I very much hope it won’t matter and he proves unelectable.
Look at his record - doctors voted him the “worst Minister for Health in Australian History” when he was in that position. Later in Home Affairs as minister there was massive grift (massive, corrupt looking contracts to dodgy companies to run detention camps) and internal staff surveys in the public service consistently rated his department as the worst managed across the whole Government…
He does not has any record of good policy or any kind of effective executive management.
Probably because you consider redundancy and emergency preparation important, sunlight is not guaranteed in event of supervolcanic eruption, asteroid impact, nuclear winter, and other similar events.
Cynically I think the intent of this push is to stimy the lefts push for Solar / Wind without evoking 'climate change denialism.' I.e. the liberals are acquiescing on the point of need for green energy and proposing this as an alternative solution. That nuclear is unpopular with the left helps stake the ground for the boarder culture war.
The problem is that it's likely that tariffs will be raised on cheap solar imports from China so either way, nuclear or solar, there will be no cheap electricity for Australians.
In my view, either a corrupt nuclear firm syphons off a bunch of public money, or another bunch of money will be wasted trying to get Australian solar competitive with China. Sadly not wasting a bunch of money is not an option. That's the problem with the government funded ventures, trying and failing makes more money than trying and succeeding.
I think modular reactors certainly could be build with some investment and in a different world it might make sense to build lots of them (and if possible underground, to contain the worst in the worst case).
But the required security alone, to prevent the spread of material to all kind of terrorist organisations or rougue states, will likely not make them a economical alternative.
Australia can deal with all energy needs with wind/solar. In 5 years Perovskite/Silicon solar cells will get to 35% efficiency, perhaps more, and Australia has huge useable areas with the needed insolation as well as temperate weather. lithium cells are not economic or suitable - they need to build Vanadium Flow cells. https://en.wikipedia.org/wiki/Vanadium_redox_battery.
Flow cells are made with 2 liquid vats - one for charged liquid and the other for discharged. Operational parameters are vat size(how many megawatt-hours stored) and the charge/discharge cell between the vats which determines the rate at which used fluid is charged and charge fluid is discharged to the grid. Commercial Vanadium redox cells are made now and are being ramped up steadily.

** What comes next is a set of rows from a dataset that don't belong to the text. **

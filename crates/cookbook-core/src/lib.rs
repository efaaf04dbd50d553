//! Cookbook Core - Domain models, view computations, and validation.
//!
//! This crate contains the pure logic behind the recipe list view: the
//! recipe and favorite models, the search filter and the paginator. It
//! performs no I/O and has no dependencies on other Cookbook crates.

pub mod error;
pub mod favorites;
pub mod paginator;
pub mod recipe;
pub mod search;
pub mod validation;

// Re-exports for convenience
pub use error::{ValidationError, ViewError};
pub use favorites::{FavoriteSet, ToggleOutcome};
pub use paginator::{page_count, Paginator, PAGE_SIZE};
pub use recipe::{Recipe, RecipeId};
pub use search::SearchPredicate;
pub use validation::Validator;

So you need vat space for the time you need to store the power, and you need enough charge/discharge cells for the max rate of charge/discharge. And, of course, enough wind/solar to achieve load needed. Land is cheap in Australia and large cheap fields of vats and the needed conversion cells can be laid out as solar cell field first story - it is just a large building, and in that climate, could even be built outside with the right cladding, all piping can be surface runs as nothing in Australia will damage them, but I suppose fences against 'roos/rabbits/snakes ight come in handy.
Stats on operational Vanadium cells are out there, as this search shows.
https://www.google.com/search?q=Vanadium+redox+cells&rlz=1C1...
Regardless of your stance on nuclear energy, can we all agree that articles of the form of "Person X of Authority Y dismisses Z as unviable" is a non-headline? It's basically "Person of vaguely adjacent qualification has opinion". I see it everywhere and it's the "cures cancer (in vitro)" of engineering articles.
The background here is that Peter Dutton, the conservative opposition leader in Australia, has recently announced a plan to switch to nuclear energy instead of renewables. However it isn't a serious policy. Instead it's just political cover to kick the climate change can down the road and allow the existing highly subsidised fossil fuel industry in Australia to continue operating for a few more decades.